I read this thread with interest, because I can relate to so much of it. My partner is similar with money, and often with his anger too (e.g. no physical violence ever, but petty threats that can intimidate and sound 'controlling').

However, it does not occur to me to leave. Relationships are not perfect, Love is not finding a perfect partner, it is BEING the perfect partner, which means working with each other faults and foibles no matter what.

So for me, (and I understand I may be in the minority), I would not say 'leave'. I think sit down tonight, and start by saying "can we please agree neither of us will raise our voices" - maybe even go to the pub if being in a public place helps to control the shouting etc. And then explain that you simply do not have the spare £50 this month to pay for the taxi. Explain you understand it was a mistake - but that was all it was, a genuine mistake for which you should not have to pay for, and neither should he. Perhaps see if you both can reach some compromise of where you can save £50 - no takeaway, or cheaper dinners for a week etc? That way both of you are 'paying' for it together, as it was no-one's fault.
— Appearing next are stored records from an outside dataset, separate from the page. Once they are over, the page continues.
impl TrizApiClientBuilder {
    /// Create a new builder with the given base URL.
    pub fn new(base_url: impl Into<String>) -> Self {
        Self {
            base_url: base_url.into().trim_end_matches('/').to_string(),
            timeout: Duration::from_secs(DEFAULT_TIMEOUT_SECS),
            default_headers: Vec::new(),
            retry_config: RetryConfig::default(),
        }
    }

    /// Set the request timeout.
    pub fn timeout(mut self, timeout: Duration) -> Self {
        self.timeout = timeout;
        self
    }

    /// Set the timeout in seconds.
    pub fn timeout_secs(mut self, secs: u64) -> Self {
        self.timeout = Duration::from_secs(secs);
        self
    }

    /// Add a default header to all requests.
    pub fn header(mut self, name: impl Into<String>, value: impl Into<String>) -> Self {
        self.default_headers.push((name.into(), value.into()));
        self
    }

    /// Enable retries with exponential backoff.
    ///
    /// # Arguments
    ///
    /// * `config` - Retry configuration (use `RetryConfig::new(3)` for 3 retries with defaults)
    pub fn with_retry(mut self, config: RetryConfig) -> Self {
        self.retry_config = config;
        self
    }

    /// Build the client.
    pub fn build(self) -> ApiResult<TrizApiClient> {
        let mut builder = Client::builder()
            .timeout(self.timeout)
            .pool_max_idle_per_host(10);

        // Build default headers
        let mut headers = reqwest::header::HeaderMap::new();
        headers.insert(
            reqwest::header::CONTENT_TYPE,
            reqwest::header::HeaderValue::from_static("application/json"),
        );
        headers.insert(
            reqwest::header::ACCEPT,
            reqwest::header::HeaderValue::from_static("application/json"),
        );

        for (name, value) in self.default_headers {
            let header_name = reqwest::header::HeaderName::try_from(name.as_str())
                .map_err(|e| ApiError::InvalidParameter(format!("Invalid header name '{}': {}", name, e)))?;
            let header_value = reqwest::header::HeaderValue::from_str(&value)
                .map_err(|e| ApiError::InvalidParameter(format!("Invalid header value for '{}': {}", name, e)))?;
            headers.insert(header_name, header_value);
        }

        builder = builder.default_headers(headers);

        let http_client = builder.build()?;

        Ok(TrizApiClient {
            http_client,
            base_url: self.base_url,
            retry_config: self.retry_config,
        })
    }
}

/// TRIZ Trade REST API client.
///
/// Provides methods for all TRIZ Trade API endpoints: stocks, currencies,
/// sectors, price history, and data-collection management.
#[derive(Debug, Clone)]
pub struct TrizApiClient {
    http_client: Client,
    base_url: String,
    retry_config: RetryConfig,
}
Don't reply to his text by getting in an argument, just say "I understand you are angry, can we sit down and have a proper discussion about it later".

Try your very hardest to resolve this reasonably, because I think its impossible to walk out on someone you love unless you have tried every possible avenue to fix it first.
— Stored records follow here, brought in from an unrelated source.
//! API error types for the TRIZ Trade REST API client.

use thiserror::Error;

/// API-specific error type for the TRIZ Trade REST API client.
#[derive(Debug, Error)]
pub enum ApiError {
    /// HTTP/network error from reqwest
    #[error("HTTP error: {0}")]
    Http(#[from] reqwest::Error),

    /// Authentication required or token rejected (401)
    #[error("Unauthorized: {0}")]
    Unauthorized(ErrorResponse),

    /// Resource not found (404)
    #[error("Not found: {0}")]
    NotFound(ErrorResponse),

    /// Invalid request parameters (400/422)
    #[error("Bad request: {0}")]
    BadRequest(ErrorResponse),

    /// Permission denied (403)
    #[error("Permission denied: {0}")]
    Forbidden(ErrorResponse),

    /// Resource already exists (409)
    #[error("Conflict: {0}")]
    Conflict(ErrorResponse),

    /// Too many requests (429)
    #[error("Rate limited: {0}")]
    RateLimited(ErrorResponse),

    /// Endpoint exists but is not implemented by the backend (501)
    #[error("Not implemented: {0}")]
    NotImplemented(ErrorResponse),

    /// Server-side error (500)
    #[error("Server error: {0}")]
    ServerError(ErrorResponse),

    /// JSON deserialization error
    #[error("Deserialization error: {0}")]
    Deserialize(String),

    /// Invalid parameter provided
    #[error("Invalid parameter: {0}")]
    InvalidParameter(String),

    /// Unexpected HTTP status code
    #[error("Unexpected status {0}: {1}")]
    UnexpectedStatus(u16, ErrorResponse),
}

impl ApiError {
    /// HTTP status code associated with this error, if any.
    pub fn status_code(&self) -> Option<u16> {
        match self {
            ApiError::Unauthorized(_) => Some(401),
            ApiError::Forbidden(_) => Some(403),
            ApiError::NotFound(_) => Some(404),
            ApiError::BadRequest(_) => Some(400),
            ApiError::Conflict(_) => Some(409),
            ApiError::RateLimited(_) => Some(429),
            ApiError::ServerError(_) => Some(500),
            ApiError::NotImplemented(_) => Some(501),
            ApiError::UnexpectedStatus(code, _) => Some(*code),
            ApiError::Http(e) => e.status().map(|s| s.as_u16()),
            ApiError::Deserialize(_) | ApiError::InvalidParameter(_) => None,
        }
    }

    /// The parsed error response body, if this error carries one.
    pub fn error_response(&self) -> Option<&ErrorResponse> {
        match self {
            ApiError::Unauthorized(r)
            | ApiError::NotFound(r)
            | ApiError::BadRequest(r)
            | ApiError::Forbidden(r)
            | ApiError::Conflict(r)
            | ApiError::RateLimited(r)
            | ApiError::NotImplemented(r)
            | ApiError::ServerError(r)
            | ApiError::UnexpectedStatus(_, r) => Some(r),
            _ => None,
        }
    }
}

/// Result type alias for API operations.
pub type ApiResult<T> = Result<T, ApiError>;

/// Error response format from the API.
///
/// The backend emits FastAPI-style `{"detail": ...}` bodies; older endpoints
/// use `message`/`error` keys, so all three are accepted.
#[derive(Debug, Clone, serde::Deserialize)]
pub struct ErrorResponse {
    /// Error status (usually "error")
    #[serde(default)]
    pub status: Option<String>,
    /// Human-readable error message
    #[serde(alias = "detail", alias = "error")]
    pub message: Option<String>,
    /// Additional error details
    #[serde(default)]
    pub details: Option<String>,
}

impl ErrorResponse {
    /// Wrap a raw body that could not be parsed as a structured error.
    pub fn from_text(text: String) -> Self {
        Self {
            status: None,
            message: Some(text),
            details: None,
        }
    }

    /// Get the error message, preferring `message` over `details`.
    pub fn get_message(&self) -> String {
        self.message
            .clone()
            .or_else(|| self.details.clone())
            .unwrap_or_else(|| "Unknown error".to_string())
    }
}

impl std::fmt::Display for ErrorResponse {
    fn fmt(&self, f: &mut std::fmt::Formatter<'_>) -> std::fmt::Result {
        write!(f, "{}", self.get_message())?;
        if self.message.is_some() {
            if let Some(details) = &self.details {
                write!(f, ": {}", details)?;
            }
        }
        Ok(())
    }
}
KnottyLocks · 13/07/2010 14:50

Bloody hell, I've just read about the flights. Sorry Bunny, but that is ridiculous behaviour from a grown man. Call his bluff. Cancel the flight and go without him. Sounds like you need a break.
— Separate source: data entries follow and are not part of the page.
mod data_types {
    use super::*;

    #[test]
    fn test_data_status_deserialize() {
        let json = r#"{
            "status": "active",
            "last_update": "2024-01-15T10:30:00Z",
            "stocks_count": 10,
            "currencies_count": 8,
            "data_sources": ["yfinance"]
        }"#;
        let status: DataStatus = serde_json::from_str(json).unwrap();
        assert_eq!(status.status, "active");
        assert_eq!(status.stocks_count, 10);
        assert_eq!(status.currencies_count, 8);
        assert_eq!(status.data_sources, vec!["yfinance"]);
    }

    #[test]
    fn test_data_health_deserialize() {
        let json = r#"{
            "status": "healthy",
            "services": {
                "yfinance": "active",
                "database": "connected",
                "cache": "active"
            }
        }"#;
        let health: DataHealth = serde_json::from_str(json).unwrap();
        assert_eq!(health.status, "healthy");
        assert_eq!(health.services.get("database").map(String::as_str), Some("connected"));
    }

    #[test]
    fn test_refresh_response_deserialize() {
        let json = r#"{"message": "Stock data refresh triggered", "status": "success"}"#;
        let response: RefreshResponse = serde_json::from_str(json).unwrap();
        assert_eq!(response.status, "success");
    }
}

mod error_types {
    use super::*;

    #[test]
    fn test_error_response_fastapi_detail() {
        let json = r#"{"detail": "Stock not found"}"#;
        let response: ErrorResponse = serde_json::from_str(json).unwrap();
        assert_eq!(response.get_message(), "Stock not found");
    }

    #[test]
    fn test_error_response_standard_format() {
        let json = r#"{
            "status": "error",
            "message": "Error fetching stocks",
            "details": "upstream source unavailable"
        }"#;
        let response: ErrorResponse = serde_json::from_str(json).unwrap();
        assert_eq!(response.get_message(), "Error fetching stocks");
    }

    #[test]
    fn test_error_response_alternative_format() {
        let json = r#"{"error": "Invalid sector filter"}"#;
        let response: ErrorResponse = serde_json::from_str(json).unwrap();
        assert_eq!(response.get_message(), "Invalid sector filter");
    }

    #[test]
    fn test_error_response_fallback() {
        let json = r#"{}"#;
        let response: ErrorResponse = serde_json::from_str(json).unwrap();
        assert_eq!(response.get_message(), "Unknown error");
    }

    #[test]
    fn test_api_error_display() {
        let err = ApiError::NotFound(ErrorResponse::from_text("Stock xyz not found".to_string()));
        assert_eq!(format!("{}", err), "Not found: Stock xyz not found");

        let err = ApiError::BadRequest(ErrorResponse {
            status: None,
            message: Some("Error fetching stocks".to_string()),
            details: Some("size out of range".to_string()),
        });
        assert_eq!(
            format!("{}", err),
            "Bad request: Error fetching stocks: size out of range"
        );

        let err = ApiError::UnexpectedStatus(418, ErrorResponse::from_text("I'm a teapot".to_string()));
        assert_eq!(format!("{}", err), "Unexpected status 418: I'm a teapot");
    }

    #[test]
    fn test_api_error_response_accessor() {
        let err = ApiError::NotFound(ErrorResponse {
            status: Some("error".to_string()),
            message: Some("Stock not found".to_string()),
            details: Some("no stock with id xyz".to_string()),
        });
        let resp = err.error_response().unwrap();
        assert_eq!(resp.message.as_deref(), Some("Stock not found"));
        assert_eq!(resp.details.as_deref(), Some("no stock with id xyz"));
        assert_eq!(err.status_code(), Some(404));
    }

    #[test]
    fn test_api_error_status_code() {
        assert_eq!(
            ApiError::NotFound(ErrorResponse::from_text("x".into())).status_code(),
            Some(404)
        );
        assert_eq!(
            ApiError::BadRequest(ErrorResponse::from_text("x".into())).status_code(),
            Some(400)
        );
        assert_eq!(
            ApiError::Forbidden(ErrorResponse::from_text("x".into())).status_code(),
            Some(403)
        );
        assert_eq!(
            ApiError::RateLimited(ErrorResponse::from_text("x".into())).status_code(),
            Some(429)
        );
        assert_eq!(
            ApiError::Unauthorized(ErrorResponse::from_text("x".into())).status_code(),
            Some(401)
        );
        assert_eq!(
            ApiError::Conflict(ErrorResponse::from_text("x".into())).status_code(),
            Some(409)
        );
        assert_eq!(
            ApiError::NotImplemented(ErrorResponse::from_text("x".into())).status_code(),
            Some(501)
        );
        assert_eq!(
            ApiError::ServerError(ErrorResponse::from_text("x".into())).status_code(),
            Some(500)
        );
        assert_eq!(
            ApiError::UnexpectedStatus(418, ErrorResponse::from_text("x".into())).status_code(),
            Some(418)
        );
        assert_eq!(ApiError::Deserialize("x".into()).status_code(), None);
        assert_eq!(ApiError::InvalidParameter("x".into()).status_code(), None);
    }
}

mod client_tests {
    use super::*;

    #[test]
    fn test_client_creation() {
        let client = TrizApiClient::new("https://api.triztrade.dev").unwrap();
        assert_eq!(client.base_url(), "https://api.triztrade.dev");
    }

    #[test]
    fn test_client_strips_trailing_slash() {
        let client = TrizApiClient::new("https://api.triztrade.dev/").unwrap();
        assert_eq!(client.base_url(), "https://api.triztrade.dev");
    }

    #[test]
    fn test_client_builder() {
        let client = TrizApiClient::builder("https://api.triztrade.dev")
            .timeout_secs(60)
            .header("X-Custom-Header", "test-value")
            .build()
            .unwrap();

        assert_eq!(client.base_url(), "https://api.triztrade.dev");
    }

    #[tokio::test]
    async fn test_invalid_paging_rejected_before_io() {
        let client = TrizApiClient::new("https://api.triztrade.dev").unwrap();

        let err = client
            .get_stocks(&StockListParams::new().with_page(0))
            .await
            .unwrap_err();
        assert!(matches!(err, ApiError::InvalidParameter(_)));

        let err = client
            .get_currencies(&CurrencyListParams::new().with_size(101))
            .await
            .unwrap_err();
        assert!(matches!(err, ApiError::InvalidParameter(_)));
    }
}

// =============================================================================
// Live API Tests (require TRIZTRADE_API_URL environment variable)
// =============================================================================

#[cfg(feature = "live_tests")]
mod live_tests {
    use super::*;

    fn get_client() -> Option<TrizApiClient> {
        std::env::var("TRIZTRADE_API_URL")
            .ok()
            .and_then(|url| TrizApiClient::new(&url).ok())
    }

    #[tokio::test]
    async fn test_live_health() {
        let Some(client) = get_client() else {
            println!("Skipping live test: TRIZTRADE_API_URL not set");
            return;
        };

        let result = client.get_health().await;
        assert!(result.is_ok(), "Health check failed: {:?}", result);
    }

    #[tokio::test]
    async fn test_live_get_stocks() {
        let Some(client) = get_client() else {
            println!("Skipping live test: TRIZTRADE_API_URL not set");
            return;
        };

        let result = client.get_stocks(&StockListParams::new()).await;
        assert!(result.is_ok(), "Get stocks failed: {:?}", result);
    }
}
BottleOfRum · 13/07/2010 14:50

And on a side note, I think replying "fine" etc will only escalate the situation and make both of you angrier. Don't make any decisions about the wedding or pageant yet, see what arises after your discussion.

Ladyanonymous · 13/07/2010 14:53

I cannot believe that people on thisd thread are suggesting it is reasonable to enter into game playing in an adult relationship.

If you cannot be yourself with the person you share your life with then can someone please tell me who the hell you can be yourselves with?!

And BottleofRum You need to get yourself a copy of Sandra Horley's book too.

thumbwitch · 13/07/2010 14:54

Bunny - he sulks for how long? Wow. I am liking him less and less the more you say about him, tbh. Now we are talking emotional control and manipulation as well.

Remind us of the good bits?

I'd text him to say "ok, if that's what you want, I'll cancel your flight and get a refund - no sense in wasting the money, is there" and see what he comes back with (hoisting him by his own petard there)

thumbwitch · 13/07/2010 14:56

Ladyanonymous - calling his bluff is not game playing. It is trying to draw out his true personality and intentions, so that the OP can make more of an informed decision as to whether or not she wants to spend the rest of her life with him. If you want to call it game playing, that's up to you - but IMO it's worth it if it saves her from making a big mistake.

Ladyanonymous · 13/07/2010 14:58

Thumbwitch Not you - others - agree with you FWIW

KnottyLocks · 13/07/2010 14:58

If anything it it him palying the games and the only outcome for him is to win. Bunny on the otherhand wants to be a team player, which is totally natural.